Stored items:
--- START ---

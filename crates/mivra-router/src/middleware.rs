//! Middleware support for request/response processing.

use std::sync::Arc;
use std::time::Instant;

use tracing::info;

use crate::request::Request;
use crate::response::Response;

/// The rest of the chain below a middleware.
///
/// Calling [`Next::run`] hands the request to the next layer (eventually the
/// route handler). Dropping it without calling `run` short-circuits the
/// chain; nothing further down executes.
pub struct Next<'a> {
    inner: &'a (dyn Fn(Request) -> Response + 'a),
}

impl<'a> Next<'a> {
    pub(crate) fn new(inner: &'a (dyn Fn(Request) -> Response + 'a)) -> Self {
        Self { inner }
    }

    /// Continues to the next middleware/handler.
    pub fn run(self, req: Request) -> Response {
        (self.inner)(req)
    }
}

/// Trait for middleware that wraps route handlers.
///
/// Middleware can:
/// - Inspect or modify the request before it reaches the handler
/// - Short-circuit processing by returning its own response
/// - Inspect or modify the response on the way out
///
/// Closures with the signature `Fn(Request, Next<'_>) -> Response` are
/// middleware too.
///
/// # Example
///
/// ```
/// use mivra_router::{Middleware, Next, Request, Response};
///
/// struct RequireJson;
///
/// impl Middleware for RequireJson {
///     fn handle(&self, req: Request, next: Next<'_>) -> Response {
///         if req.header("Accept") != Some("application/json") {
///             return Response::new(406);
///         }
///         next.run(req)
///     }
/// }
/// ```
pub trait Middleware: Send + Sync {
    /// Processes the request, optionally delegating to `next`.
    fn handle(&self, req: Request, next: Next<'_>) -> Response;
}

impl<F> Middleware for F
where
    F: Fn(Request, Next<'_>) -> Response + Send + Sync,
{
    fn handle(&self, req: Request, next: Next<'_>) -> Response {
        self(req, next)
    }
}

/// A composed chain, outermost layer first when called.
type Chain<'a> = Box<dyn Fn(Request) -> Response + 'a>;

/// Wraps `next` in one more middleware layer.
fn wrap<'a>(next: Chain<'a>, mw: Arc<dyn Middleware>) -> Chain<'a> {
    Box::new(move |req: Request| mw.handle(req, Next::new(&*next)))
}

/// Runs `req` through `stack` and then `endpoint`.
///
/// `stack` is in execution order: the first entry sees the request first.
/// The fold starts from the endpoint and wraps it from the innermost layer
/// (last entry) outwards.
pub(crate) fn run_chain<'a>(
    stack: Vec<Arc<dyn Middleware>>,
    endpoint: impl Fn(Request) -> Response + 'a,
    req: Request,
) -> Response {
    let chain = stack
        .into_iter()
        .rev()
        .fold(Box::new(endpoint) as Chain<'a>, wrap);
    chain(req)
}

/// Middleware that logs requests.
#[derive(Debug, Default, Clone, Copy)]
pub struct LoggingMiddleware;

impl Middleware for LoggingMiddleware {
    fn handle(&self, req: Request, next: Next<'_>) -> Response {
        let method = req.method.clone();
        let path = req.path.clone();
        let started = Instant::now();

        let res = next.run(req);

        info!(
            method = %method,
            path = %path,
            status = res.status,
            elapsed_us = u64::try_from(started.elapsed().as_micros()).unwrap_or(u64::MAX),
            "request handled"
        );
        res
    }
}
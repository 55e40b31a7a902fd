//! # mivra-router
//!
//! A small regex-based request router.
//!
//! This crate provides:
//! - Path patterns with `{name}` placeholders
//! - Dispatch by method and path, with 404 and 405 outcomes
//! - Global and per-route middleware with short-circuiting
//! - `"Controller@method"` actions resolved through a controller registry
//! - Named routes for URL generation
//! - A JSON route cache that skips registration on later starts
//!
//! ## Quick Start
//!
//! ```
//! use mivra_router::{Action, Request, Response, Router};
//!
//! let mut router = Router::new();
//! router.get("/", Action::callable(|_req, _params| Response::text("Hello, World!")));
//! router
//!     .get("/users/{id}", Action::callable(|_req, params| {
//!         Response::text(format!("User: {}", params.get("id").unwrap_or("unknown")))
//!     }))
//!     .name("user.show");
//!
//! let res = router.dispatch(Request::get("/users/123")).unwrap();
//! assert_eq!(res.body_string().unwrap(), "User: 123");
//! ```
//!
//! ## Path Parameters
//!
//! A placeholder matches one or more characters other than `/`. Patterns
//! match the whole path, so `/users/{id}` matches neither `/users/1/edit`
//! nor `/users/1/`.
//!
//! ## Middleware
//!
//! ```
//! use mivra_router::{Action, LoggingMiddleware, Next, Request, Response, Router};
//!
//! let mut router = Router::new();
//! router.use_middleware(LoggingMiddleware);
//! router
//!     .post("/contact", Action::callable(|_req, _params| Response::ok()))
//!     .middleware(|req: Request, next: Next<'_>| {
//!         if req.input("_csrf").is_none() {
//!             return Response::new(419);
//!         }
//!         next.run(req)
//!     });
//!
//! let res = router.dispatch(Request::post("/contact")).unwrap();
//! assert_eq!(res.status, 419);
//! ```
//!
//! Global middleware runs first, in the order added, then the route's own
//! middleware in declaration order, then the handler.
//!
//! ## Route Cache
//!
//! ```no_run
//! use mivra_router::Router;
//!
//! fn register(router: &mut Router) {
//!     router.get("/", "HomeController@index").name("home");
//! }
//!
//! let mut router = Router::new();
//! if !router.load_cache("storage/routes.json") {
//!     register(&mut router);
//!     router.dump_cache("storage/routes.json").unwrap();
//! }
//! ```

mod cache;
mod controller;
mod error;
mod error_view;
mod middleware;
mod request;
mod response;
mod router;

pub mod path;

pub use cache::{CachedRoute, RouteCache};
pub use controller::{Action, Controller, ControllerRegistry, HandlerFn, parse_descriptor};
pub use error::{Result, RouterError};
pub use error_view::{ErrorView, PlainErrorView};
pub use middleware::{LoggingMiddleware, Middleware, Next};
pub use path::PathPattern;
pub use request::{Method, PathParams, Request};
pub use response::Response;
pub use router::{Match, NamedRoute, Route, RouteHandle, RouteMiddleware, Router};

--- END ---

Work to complete: Copy out each record word for word.

The completed task:
filename crates/mivra-router/src/middleware.rs
//! Middleware support for request/response processing.

use std::sync::Arc;
use std::time::Instant;

use tracing::info;

use crate::request::Request;
use crate::response::Response;

/// The rest of the chain below a middleware.
///
/// Calling [`Next::run`] hands the request to the next layer (eventually the
/// route handler). Dropping it without calling `run` short-circuits the
/// chain; nothing further down executes.
pub struct Next<'a> {
    inner: &'a (dyn Fn(Request) -> Response + 'a),
}

impl<'a> Next<'a> {
    pub(crate) fn new(inner: &'a (dyn Fn(Request) -> Response + 'a)) -> Self {
        Self { inner }
    }

    /// Continues to the next middleware/handler.
    pub fn run(self, req: Request) -> Response {
        (self.inner)(req)
    }
}

/// Trait for middleware that wraps route handlers.
///
/// Middleware can:
/// - Inspect or modify the request before it reaches the handler
/// - Short-circuit processing by returning its own response
/// - Inspect or modify the response on the way out
///
/// Closures with the signature `Fn(Request, Next<'_>) -> Response` are
/// middleware too.
///
/// # Example
///
/// ```
/// use mivra_router::{Middleware, Next, Request, Response};
///
/// struct RequireJson;
///
/// impl Middleware for RequireJson {
///     fn handle(&self, req: Request, next: Next<'_>) -> Response {
///         if req.header("Accept") != Some("application/json") {
///             return Response::new(406);
///         }
///         next.run(req)
///     }
/// }
/// ```
pub trait Middleware: Send + Sync {
    /// Processes the request, optionally delegating to `next`.
    fn handle(&self, req: Request, next: Next<'_>) -> Response;
}

impl<F> Middleware for F
where
    F: Fn(Request, Next<'_>) -> Response + Send + Sync,
{
    fn handle(&self, req: Request, next: Next<'_>) -> Response {
        self(req, next)
    }
}

/// A composed chain, outermost layer first when called.
type Chain<'a> = Box<dyn Fn(Request) -> Response + 'a>;

/// Wraps `next` in one more middleware layer.
fn wrap<'a>(next: Chain<'a>, mw: Arc<dyn Middleware>) -> Chain<'a> {
    Box::new(move |req: Request| mw.handle(req, Next::new(&*next)))
}

/// Runs `req` through `stack` and then `endpoint`.
///
/// `stack` is in execution order: the first entry sees the request first.
/// The fold starts from the endpoint and wraps it from the innermost layer
/// (last entry) outwards.
pub(crate) fn run_chain<'a>(
    stack: Vec<Arc<dyn Middleware>>,
    endpoint: impl Fn(Request) -> Response + 'a,
    req: Request,
) -> Response {
    let chain = stack
        .into_iter()
        .rev()
        .fold(Box::new(endpoint) as Chain<'a>, wrap);
    chain(req)
}

/// Middleware that logs requests.
#[derive(Debug, Default, Clone, Copy)]
pub struct LoggingMiddleware;

impl Middleware for LoggingMiddleware {
    fn handle(&self, req: Request, next: Next<'_>) -> Response {
        let method = req.method.clone();
        let path = req.path.clone();
        let started = Instant::now();

        let res = next.run(req);

        info!(
            method = %method,
            path = %path,
            status = res.status,
            elapsed_us = u64::try_from(started.elapsed().as_micros()).unwrap_or(u64::MAX),
            "request handled"
        );
        res
    }
}
repository 55e40b31a7a902fd
//! # mivra-router
//!
//! A small regex-based request router.
//!
//! This crate provides:
//! - Path patterns with `{name}` placeholders
//! - Dispatch by method and path, with 404 and 405 outcomes
//! - Global and per-route middleware with short-circuiting
//! - `"Controller@method"` actions resolved through a controller registry
//! - Named routes for URL generation
//! - A JSON route cache that skips registration on later starts
//!
//! ## Quick Start
//!
//! ```
//! use mivra_router::{Action, Request, Response, Router};
//!
//! let mut router = Router::new();
//! router.get("/", Action::callable(|_req, _params| Response::text("Hello, World!")));
//! router
//!     .get("/users/{id}", Action::callable(|_req, params| {
//!         Response::text(format!("User: {}", params.get("id").unwrap_or("unknown")))
//!     }))
//!     .name("user.show");
//!
//! let res = router.dispatch(Request::get("/users/123")).unwrap();
//! assert_eq!(res.body_string().unwrap(), "User: 123");
//! ```
//!
//! ## Path Parameters
//!
//! A placeholder matches one or more characters other than `/`. Patterns
//! match the whole path, so `/users/{id}` matches neither `/users/1/edit`
//! nor `/users/1/`.
//!
//! ## Middleware
//!
//! ```
//! use mivra_router::{Action, LoggingMiddleware, Next, Request, Response, Router};
//!
//! let mut router = Router::new();
//! router.use_middleware(LoggingMiddleware);
//! router
//!     .post("/contact", Action::callable(|_req, _params| Response::ok()))
//!     .middleware(|req: Request, next: Next<'_>| {
//!         if req.input("_csrf").is_none() {
//!             return Response::new(419);
//!         }
//!         next.run(req)
//!     });
//!
//! let res = router.dispatch(Request::post("/contact")).unwrap();
//! assert_eq!(res.status, 419);
//! ```
//!
//! Global middleware runs first, in the order added, then the route's own
//! middleware in declaration order, then the handler.
//!
//! ## Route Cache
//!
//! ```no_run
//! use mivra_router::Router;
//!
//! fn register(router: &mut Router) {
//!     router.get("/", "HomeController@index").name("home");
//! }
//!
//! let mut router = Router::new();
//! if !router.load_cache("storage/routes.json") {
//!     register(&mut router);
//!     router.dump_cache("storage/routes.json").unwrap();
//! }
//! ```

mod cache;
mod controller;
mod error;
mod error_view;
mod middleware;
mod request;
mod response;
mod router;

pub mod path;

pub use cache::{CachedRoute, RouteCache};
pub use controller::{Action, Controller, ControllerRegistry, HandlerFn, parse_descriptor};
pub use error::{Result, RouterError};
pub use error_view::{ErrorView, PlainErrorView};
pub use middleware::{LoggingMiddleware, Middleware, Next};
pub use path::PathPattern;
pub use request::{Method, PathParams, Request};
pub use response::Response;
pub use router::{Match, NamedRoute, Route, RouteHandle, RouteMiddleware, Router};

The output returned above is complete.